The following set of resources is not an exhaustive selection, rather it seeks to exemplify. In general there are already many activities available online; you'll want to select from these wisely, and to assemble and evolve your own repertoire that is matched to the needs of your class and the equipment/resources to hand. We hope that the collection here will enable you to think about your own selection process, considering both the physics narrative and the topic-specific teaching and learning issues.
What the Activity is for
Forces without motion.
The purpose of this activity is to revise with pupils the idea that if an object is not moving there can be a number of forces acting on it that balance each other out.
What to Prepare
- a book on a table
- a ping pong ball balanced on a jet of air
- a mass hung from a spring
- a person standing on the floor
- a tug of war rope with two people on each side holding the rope stationary
What Happens During this Activity
Demonstrate each of the above to the class and ask the following questions:
- What forces are acting on the object?
- What can you say about the direction of the forces?

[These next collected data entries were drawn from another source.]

//! Observable cells.
//!
//! An observable cell is the fundamental reactive primitive: a single
//! mutable slot whose reads register dependency edges and whose writes
//! drive propagation.
//!
//! # How Cells Work
//!
//! 1. When a cell is read inside a tracking frame (a computed cell or
//!    reaction run), the read is recorded and becomes a dependency edge.
//!
//! 2. Writes are equality-gated: writing the value a cell already holds is
//!    a complete no-op. This is the core optimization that keeps redundant
//!    recompute storms from ever starting.
//!
//! 3. An effective write stages the cell in the surrounding action; the
//!    first write snapshots the pre-action value so commit can tell
//!    whether the cell changed *over the whole action*, not per write.
//!
//! # Memory Layout
//!
//! The public type is a cheap-to-clone handle; the value, the staged
//! baseline, and the version counter live in shared inner state. Readers
//! receive clones of the value, never references into the cell.

use std::fmt::Debug;
use std::sync::atomic::{AtomicU64, Ordering};
use std::sync::{Arc, Weak};

use parking_lot::{Mutex, RwLock};

use super::action::{self, Action};
use super::derivation::{CellId, Source};
use super::runtime::Runtime;
use super::tracker;

/// A reactive cell holding a value of type `T`.
///
/// # Example
///
/// ```rust,ignore
/// let count = Observable::new(0);
///
/// // Read the value (registers a dependency when tracked)
/// let value = count.get();
///
/// // Update the value (propagates to dependents)
/// count.set(5);
/// ```
pub struct Observable<T>
where
    T: Clone + PartialEq + Send + Sync + 'static,
{
    inner: Arc<ObservableInner<T>>,
}

struct ObservableInner<T> {
    /// Identity of this cell in the dependency graph.
    id: CellId,

    /// The current value.
    value: RwLock<T>,

    /// Pre-action snapshot, present only while a write is staged.
    baseline: Mutex<Option<T>>,

    /// Bumped exactly once per committed net change.
    version: AtomicU64,
}

impl<T> Observable<T>
where
    T: Clone + PartialEq + Send + Sync + 'static,
{
    /// Create a new cell with the given initial value.
    pub fn new(value: T) -> Self {
        let inner = Arc::new(ObservableInner {
            id: CellId::new(),
            value: RwLock::new(value),
            baseline: Mutex::new(None),
            version: AtomicU64::new(0),
        });
        let source_arc: Arc<dyn Source> = inner.clone();
        let weak: Weak<dyn Source> = Arc::downgrade(&source_arc);
        Runtime::register_source(inner.id, weak);
        Self { inner }
    }

    /// The cell's identity in the dependency graph.
    pub fn id(&self) -> CellId {
        self.inner.id
    }

    /// Get the current value.
    ///
    /// Inside a tracking frame this registers the running derivation as a
    /// dependent of the cell. The caller receives a snapshot clone.
    pub fn get(&self) -> T {
        let value = self.inner.value.read().clone();
        tracker::record_read(self.inner.id, self.inner.version.load(Ordering::SeqCst));
        value
    }

    /// Get the current value without registering a dependency.
    pub fn get_untracked(&self) -> T {
        self.inner.value.read().clone()
    }

    /// Set a new value.
    ///
    /// Writing an equal value is a no-op: no version bump, no propagation.
    /// Outside an action scope the write is its own single-write action and
    /// propagation completes before `set` returns; inside a scope the write
    /// is staged until the outermost scope exits.
    pub fn set(&self, value: T) {
        Action::run(|| self.stage(value));
    }

    /// Update the value using a function of the current value.
    pub fn update<F>(&self, f: F)
    where
        F: FnOnce(&T) -> T,
    {
        let next = f(&self.get_untracked());
        self.set(next);
    }

    /// The cell's version counter; moves exactly once per net change.
    pub fn version(&self) -> u64 {
        self.inner.version.load(Ordering::SeqCst)
    }

    fn stage(&self, value: T) {
        let mut slot = self.inner.value.write();
        if *slot == value {
            return;
        }
        let previous = std::mem::replace(&mut *slot, value);
        drop(slot);

        {
            let mut baseline = self.inner.baseline.lock();
            if baseline.is_none() {
                *baseline = Some(previous);
            }
        }

        let source_arc: Arc<dyn Source> = self.inner.clone();
        let weak: Weak<dyn Source> = Arc::downgrade(&source_arc);
        action::note_write(self.inner.id, weak);
    }
}

impl<T> Source for ObservableInner<T>
where
    T: Clone + PartialEq + Send + Sync + 'static,
{
    fn cell_id(&self) -> CellId {
        self.id
    }

    fn version(&self) -> u64 {
        self.version.load(Ordering::SeqCst)
    }

    fn pull_version(&self) -> u64 {
        // observable cells are always current
        self.version.load(Ordering::SeqCst)
    }

    fn commit(&self) -> bool {
        let before = self.baseline.lock().take();
        let Some(before) = before else {
            return false;
        };
        let changed = *self.value.read() != before;
        if changed {
            self.version.fetch_add(1, Ordering::SeqCst);
        }
        changed
    }
}

impl<T> Drop for ObservableInner<T> {
    fn drop(&mut self) {
        Runtime::unregister_source(self.id);
    }
}

impl<T> Clone for Observable<T>
where
    T: Clone + PartialEq + Send + Sync + 'static,
{
    fn clone(&self) -> Self {
        Self {
            inner: Arc::clone(&self.inner),
        }
    }
}

impl<T> Debug for Observable<T>
where
    T: Clone + PartialEq + Send + Sync + Debug + 'static,
{
    fn fmt(&self, f: &mut std::fmt::Formatter<'_>) -> std::fmt::Result {
        f.debug_struct("Observable")
            .field("id", &self.inner.id)
            .field("value", &self.get_untracked())
            .field("version", &self.version())
            .finish()
    }
}

#[cfg(test)]
mod tests {
    use super::*;

    #[test]
    fn get_and_set() {
        let cell = Observable::new(0);
        assert_eq!(cell.get(), 0);

        cell.set(42);
        assert_eq!(cell.get(), 42);
    }

    #[test]
    fn update_applies_function() {
        let cell = Observable::new(10);
        cell.update(|v| v + 5);
        assert_eq!(cell.get(), 15);
    }

    #[test]
    fn noop_write_does_not_bump_version() {
        let cell = Observable::new(7);
        let before = cell.version();

        cell.set(7);

        assert_eq!(cell.version(), before);
    }

    #[test]
    fn effective_write_bumps_version_once() {
        let cell = Observable::new(0);
        let before = cell.version();

        cell.set(1);

        assert_eq!(cell.version(), before + 1);
    }

    #[test]
    fn rewrites_inside_one_action_count_as_one_transition() {
        let cell = Observable::new(0);
        let before = cell.version();

        Action::run(|| {
            cell.set(1);
            cell.set(2);
            cell.set(3);
        });

        assert_eq!(cell.get(), 3);
        assert_eq!(cell.version(), before + 1);
    }

    #[test]
    fn action_restoring_the_value_is_no_change() {
        let cell = Observable::new(1);
        let before = cell.version();

        Action::run(|| {
            cell.set(2);
            cell.set(1);
        });

        assert_eq!(cell.get(), 1);
        assert_eq!(cell.version(), before);
    }

    #[test]
    fn clone_shares_state() {
        let cell1 = Observable::new(0);
        let cell2 = cell1.clone();

        cell1.set(42);
        assert_eq!(cell2.get(), 42);

        cell2.set(100);
        assert_eq!(cell1.get(), 100);
    }

    #[test]
    fn cell_ids_are_unique() {
        let a = Observable::new(0);
        let b = Observable::new(0);

        assert_ne!(a.id(), b.id());
    }
}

- What can you say about the size of the forces?
- What can you say about the overall effect of the forces?
Conclude by getting the class to draw up a statement about what we know about such forces which add to zero (e.g. for a stationary object, the forces acting on it add to zero). This is a review of the work covered in episode 01 of the SPT: Forces topic.

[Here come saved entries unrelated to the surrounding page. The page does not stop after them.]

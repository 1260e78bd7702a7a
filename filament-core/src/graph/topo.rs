//! Propagation ordering.
//!
//! Given the set of cells that really changed in an action, find every
//! derivation that could be affected and return them in dependency order,
//! so a derivation is only processed after all of its still-relevant
//! dependencies have settled.
//!
//! # Algorithm
//!
//! 1. BFS from the changed cells through subscriber edges, chaining through
//!    computed outputs, to collect the affected set.
//! 2. Kahn's algorithm over the affected subgraph: in-degree counts only
//!    dependencies whose owning derivation is itself affected.
//!
//! Nodes that never reach in-degree zero sit on a dependency cycle. They
//! are appended at the end in discovery order; evaluating them reports the
//! cycle as a distinguishable failure instead of looping.

use std::collections::{HashMap, VecDeque};

use indexmap::IndexSet;

use crate::reactive::{CellId, DerivationId};

use super::edges::DepGraph;

/// Collect the derivations affected by `changed` in dependency order.
pub fn affected_in_order(graph: &DepGraph, changed: &[CellId]) -> Vec<DerivationId> {
    let mut seen: IndexSet<DerivationId> = IndexSet::new();
    let mut queue: VecDeque<DerivationId> = VecDeque::new();

    for cell in changed {
        if let Some(subs) = graph.subscribers_of(*cell) {
            queue.extend(subs.iter().copied());
        }
    }

    while let Some(derivation) = queue.pop_front() {
        if !seen.insert(derivation) {
            continue;
        }
        if let Some(out) = graph.output_of(derivation) {
            if let Some(subs) = graph.subscribers_of(out) {
                queue.extend(subs.iter().copied());
            }
        }
    }

    if seen.is_empty() {
        return Vec::new();
    }

    // Kahn's algorithm over the affected subgraph.
    let mut in_degree: HashMap<DerivationId, usize> = HashMap::new();
    let mut ready: VecDeque<DerivationId> = VecDeque::new();

    for &derivation in &seen {
        let degree = graph
            .dependencies_of(derivation)
            .map(|deps| {
                deps.keys()
                    .filter_map(|cell| graph.owner_of(*cell))
                    .filter(|owner| seen.contains(owner))
                    .count()
            })
            .unwrap_or(0);
        in_degree.insert(derivation, degree);
        if degree == 0 {
            ready.push_back(derivation);
        }
    }

    let mut order: Vec<DerivationId> = Vec::with_capacity(seen.len());

    while let Some(derivation) = ready.pop_front() {
        order.push(derivation);

        if let Some(out) = graph.output_of(derivation) {
            if let Some(subs) = graph.subscribers_of(out) {
                for dependent in subs {
                    if let Some(degree) = in_degree.get_mut(dependent) {
                        *degree = degree.saturating_sub(1);
                        if *degree == 0 {
                            ready.push_back(*dependent);
                        }
                    }
                }
            }
        }
    }

    // Anything left is on a cycle; keep it so evaluation can report that.
    if order.len() < seen.len() {
        for &derivation in &seen {
            if !order.contains(&derivation) {
                order.push(derivation);
            }
        }
    }

    order
}
//! Reactive Primitives
//!
//! This module implements the core reactive system: observable cells,
//! computed cells, reactions, action scopes, and observable futures.
//!
//! # Concepts
//!
//! ## Observable cells
//!
//! An [`Observable`] is a container for mutable state. When its value is
//! read within a tracking frame (a computed cell or reaction run), the
//! cell automatically registers that derivation as a dependent. When the
//! value changes, dependents are notified — writes of an equal value are
//! no-ops.
//!
//! ## Computed cells
//!
//! A [`Computed`] is a derived value that caches its result and
//! re-evaluates only when a dependency really changed. Unchanged results
//! do not wake dependents, so change suppression travels through chains.
//!
//! ## Reactions
//!
//! A [`Reaction`] is a side-effecting subscriber that re-runs whenever its
//! dependencies change. Reactions synchronize reactive state with external
//! systems, such as re-rendering a view.
//!
//! ## Actions
//!
//! [`Action::run`] batches writes into one transaction: dependents observe
//! all cells at their final values and each affected reaction re-runs at
//! most once per action.
//!
//! ## Observable futures
//!
//! An [`ObservableFuture`] exposes the pending/fulfilled/rejected
//! lifecycle of one asynchronous operation as trackable state.
//!
//! # Implementation Notes
//!
//! Dependency discovery funnels through a single thread-local tracking
//! stack: any tracked read registers with the innermost frame, regardless
//! of the value's type. This approach (sometimes called "transparent
//! reactivity") is used by MobX, Vue 3, and SolidJS.

mod action;
mod computed;
mod derivation;
mod error;
mod future;
mod observable;
mod reaction;
mod runtime;
mod tracker;

pub use action::Action;
pub use computed::{Computed, ComputedState};
pub use derivation::{CellId, Derivation, DerivationId, Source};
pub use error::{BoxError, EvalError};
pub use future::{AsyncState, AsyncStatus, Completer, ObservableFuture};
pub use observable::Observable;
pub use reaction::Reaction;
pub use runtime::{ErrorHandler, Runtime};
pub use tracker::{current_derivation, is_tracking, untracked};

Pupils may agree that equal and opposite forces can keep an object stationary, but it is more difficult to accept that when an object moves with a constant speed the forces are also equal and opposite. Encourage pupils to talk about how the speed of a cyclist changes as they start a journey and why. (Initially the driving force is greater than the retarding forces and the bike speeds up). Ask any cyclists in the class to explain why they don't keep going faster, even though they keep pedalling. This should lead to the idea of retarding forces (slip and drag) and the fact that these oppose motion. You can feel the effects of both at quite low speeds by using rough surfaces or large surface areas. The aim here is to encourage pupils to move away from the stationary object situation towards talking about forces acting on a moving object.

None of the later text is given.